The early runs of Amazing Spider-Man holds up pretty well considering its age. The early issues are basically a gauntlet of what will eventually become one of the greatest rogue galleries in comics (for a full breakdown listen to our Spider-Man Rogues Character Corner). But beyond just the introduction of his villains, these issues also define why having a young Spider-Man is so important. The famous line "With Great Power There Must Also Come Great Responsibility” has been retconned to have been words spoken by Uncle Ben to Peter. however originally, this is just a line written as a narration on the final panel in amazing Fantasy 15. But starting with Amazing Spider-Man #1, we see Peter struggling with balancing the power he has and what his responsibilities are. It’s easy to see why Spider-Man resonated so much with young kids. Peter has the power of a superhero but has to deal with being teased at school, going to school and maintaining his grades, helping to support his aunt who is struggling to pay bills and more every day life issues. On top of that, he’s constantly surrounded by people who only like part of him not the whole. Flash Thompson bullies Peter Parker but idolizes Spider-Man. Betty Brant loves Peter but isn’t too sure of this Spider-Man character. The only person that treats Peter/Spider-Man the same is really J Jonah Jameson and that’s because he treats both equally terrible.
If This Be My Destiny & Spider-Man No More
Issues 31 - 33 kick off an important mini-arc for Peter as well as introduce characters that will have a significant impact on his life. It’s Peter’s first day in college and we’re introduced to characters Gwen Stacy, Harry Osborn and Miles Warren. This arc doesn’t really focus on them and in fact, Peter spends most of these 3 issues rubbing Gwen & Harry the wrong way for ignoring them. But for good reason. Aunt May is sick and might not make it. We find out that after getting a blood transfusion from Peter, she’s been infected by his radioactive blood. This leads to a recurring theme with Peter: The people around him end up harmed or worse either directly or indirectly because of him. Peter as Spider-Man works with Dr Connors to develop a cure but the isotope they need is stolen by Doc Oct. We then get some great panels as an exhausted and nearly defeated Spider-Man powers his way through an army of enemies and almost being trapped and drowned. It’s basically Peter coming to terms with being a hero and digging deep to save the ones he loves. Speaking of who Peter loves. Aunt May finally succeeds in introducing Peter to MJ and it's an introduction that no one forgets in issue #42.

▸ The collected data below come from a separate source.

//! Descriptive metadata attached to listed resources.

use serde::Serialize;

/// Placeholder for any text field that could not be determined.
pub const UNKNOWN: &str = "Unknown";

/// What the listing endpoint shows about a resource.
#[derive(Debug, Clone, PartialEq, Serialize)]
pub struct MediaMetadata {
    pub title: String,
    pub author: String,
    pub topic: String,
    /// Duration in seconds, `0` when unknown.
    pub duration: f64,
    /// `"<width>x<height>"` of the first video track.
    pub resolution: String,
}

impl Default for MediaMetadata {
    fn default() -> Self {
        Self {
            title: UNKNOWN.into(),
            author: UNKNOWN.into(),
            topic: UNKNOWN.into(),
            duration: 0.0,
            resolution: UNKNOWN.into(),
        }
    }
}

impl MediaMetadata {
    pub(crate) fn set_title(&mut self, value: Option<String>) {
        if let Some(v) = non_blank(value) {
            self.title = v;
        }
    }

    pub(crate) fn set_author(&mut self, value: Option<String>) {
        if let Some(v) = non_blank(value) {
            self.author = v;
        }
    }

    pub(crate) fn set_topic(&mut self, value: Option<String>) {
        if let Some(v) = non_blank(value) {
            self.topic = v;
        }
    }

    pub(crate) fn set_dimensions(&mut self, width: u64, height: u64) {
        if width > 0 && height > 0 {
            self.resolution = format!("{width}x{height}");
        }
    }

    pub(crate) fn set_duration(&mut self, secs: f64) {
        if secs.is_finite() && secs > 0.0 {
            self.duration = secs;
        }
    }
}

fn non_blank(value: Option<String>) -> Option<String> {
    value
        .map(|v| v.trim().to_string())
        .filter(|v| !v.is_empty())
}
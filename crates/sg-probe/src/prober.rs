//! The [`Prober`] trait.

use std::path::Path;

use crate::metadata::MediaMetadata;

/// Extracts descriptive metadata from a media file.
///
/// Probing does blocking file I/O; async callers should run it on a
/// blocking thread.
pub trait Prober: Send + Sync {
    /// Short name used in logs.
    fn name(&self) -> &'static str;

    /// Probe the file at `path`.
    fn probe(&self, path: &Path) -> sg_core::Result<MediaMetadata>;

    /// Whether this prober handles `path`, judged by extension.
    fn supports(&self, path: &Path) -> bool;
}

/// Lower-cased extension of `path`, if any.
pub(crate) fn extension(path: &Path) -> Option<String> {
    path.extension()
        .and_then(|e| e.to_str())
        .map(str::to_ascii_lowercase)
}
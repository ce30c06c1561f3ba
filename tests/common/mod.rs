//! Shared test harness for integration tests.
//!
//! [`TestHarness`] owns a temporary media store and an [`AppContext`] signed
//! with a known secret. [`TestHarness::with_server`] starts Axum on a random
//! port with connect info, so the peer address is the client identity.

#![allow(dead_code)]

use std::net::SocketAddr;

use axum::Router;
use tempfile::TempDir;

use sg_core::config::Config;
use sg_core::{ClientIdentity, ResourceId};
use sg_server::{build_router, AppContext, STREAM_BASE};
use sg_token::AccessGrant;

pub const SECRET: &str = "integration-test-secret-0123456789abcdef";

/// Identity of a reqwest client talking to the harness over loopback.
pub const LOOPBACK: &str = "127.0.0.1";

pub struct TestHarness {
    pub ctx: AppContext,
    pub dir: TempDir,
}

impl TestHarness {
    /// Store containing `files` (name, contents), default settings.
    pub fn with_files(files: &[(&str, &[u8])]) -> Self {
        Self::build(files, |_| {})
    }

    /// Like [`with_files`](Self::with_files) but lets the caller adjust the
    /// config before the context is built.
    pub fn build(files: &[(&str, &[u8])], tweak: impl FnOnce(&mut Config)) -> Self {
        let dir = tempfile::tempdir().expect("failed to create temp dir");
        for (name, data) in files {
            std::fs::write(dir.path().join(name), data).expect("failed to write fixture");
        }

        let mut config = Config::default();
        config.signing.secret = Some(SECRET.into());
        config.store.root = dir.path().to_path_buf();
        tweak(&mut config);

        let ctx = AppContext::from_config(config).expect("failed to build context");
        Self { ctx, dir }
    }

    pub fn router(&self) -> Router {
        build_router(self.ctx.clone())
    }

    /// Start the router on a random loopback port.
    pub async fn serve(self) -> (Self, SocketAddr) {
        let listener = tokio::net::TcpListener::bind("127.0.0.1:0")
            .await
            .expect("failed to bind random port");
        let addr = listener.local_addr().expect("failed to get local addr");
        let app = self.router();

        tokio::spawn(async move {
            sg_server::serve(listener, app, std::future::pending()).await.ok();
        });

        (self, addr)
    }

    pub async fn with_server(files: &[(&str, &[u8])]) -> (Self, SocketAddr) {
        Self::with_files(files).serve().await
    }

    /// Issue a grant with the server's own codec.
    pub fn grant(&self, resource: &str, identity: &str) -> AccessGrant {
        self.ctx.codec.issue(&id(resource), &ClientIdentity::new(identity))
    }

    /// Issue a grant valid for `ttl` seconds from `now`.
    pub fn grant_at(&self, resource: &str, identity: &str, ttl: u64, now: u64) -> AccessGrant {
        self.ctx
            .codec
            .issue_at(&id(resource), &ClientIdentity::new(identity), ttl, now)
    }
}

pub fn id(s: &str) -> ResourceId {
    ResourceId::parse(s).expect("invalid resource id in test")
}

/// Absolute URL for `grant` on a running harness.
pub fn url(addr: SocketAddr, grant: &AccessGrant) -> String {
    format!("http://{addr}{}", grant.access_url(STREAM_BASE))
}

/// Deterministic, non-repeating-looking test payload.
pub fn payload(len: usize) -> Vec<u8> {
    (0..len).map(|i| (i % 251) as u8).collect()
}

Issue 50 introduces Wilson Fisk, the Kingpin for the first time. But it also has Peter finally having enough and giving up being Spider-Man. He’s tired of not being able to spend time with his friends, the struggle for money to help his aunt and feeling completely unappreciated do to J Jonah’s campaign to turn the city against him. But after saving a security guard who reminded him of his Uncle Ben, Peter realizes that it’s his responsibility to help those in need.
The Death of Gwen Stacy
Make no mistake about it: Gwen Stacy is the love of Peter Parker’s life. Everyone (yes even MJ) is secondary. Some could argue that Gwen Stacy’s death is a case of “fridging a female character”. But unlike most cases where a female character is unceremoniously killed off just for a plot device for the main male character, Gwen Stacy’s death has been used to have serious impact in the Spider-Man universe. Obviously her death affects Peter but its also used to grow Mary Jane as a character as well as others. Plus there’s the obvious connections to Jackel’s motivations in the Original Clone Saga.
In addition to Gwen’s death, issues 121 - 122 also end with the death of Norman Osborn. Norman’s path back to being the Green Goblin is a sad one that involves Harry getting hooked on drugs. Harry then watches his father die as the Green Goblin in a fight with Spider-Man and well, like father like son.
The Original Clone Saga
The original clone saga is one that has lead to some lasting consequences and controversies. Jackal creates a Gwen Stacy clone to further torment Peter/Spider-Man and others. If there’s one thing that there is no shortage of with Peter Parker is tragedy and torment. But Jackal takes it a step further in issue 149 and introduces a Peter Parker clone. While writer Gerry Conway had no intention of the death of the clone being ambiguous, issue 150 doesn’t really do a great job of solidifying that the Peter Parker we see alive is in fact the real Peter Parker. While there are definitely heated opinions on subsequent clone saga continuations, the original is still a great story that serves as a great end point for being introduced to Peter Parker
Listen to Kriss & Dpalm talk about the teenage years of Peter Parker on their latest Character Corner for more details on the first 150 issues of Amazing Spider-Man as we talk about why teenage Peter Parker is so important. Also check out the Rogue War Part 2 Character Corner for more details on Spider-Man's villains.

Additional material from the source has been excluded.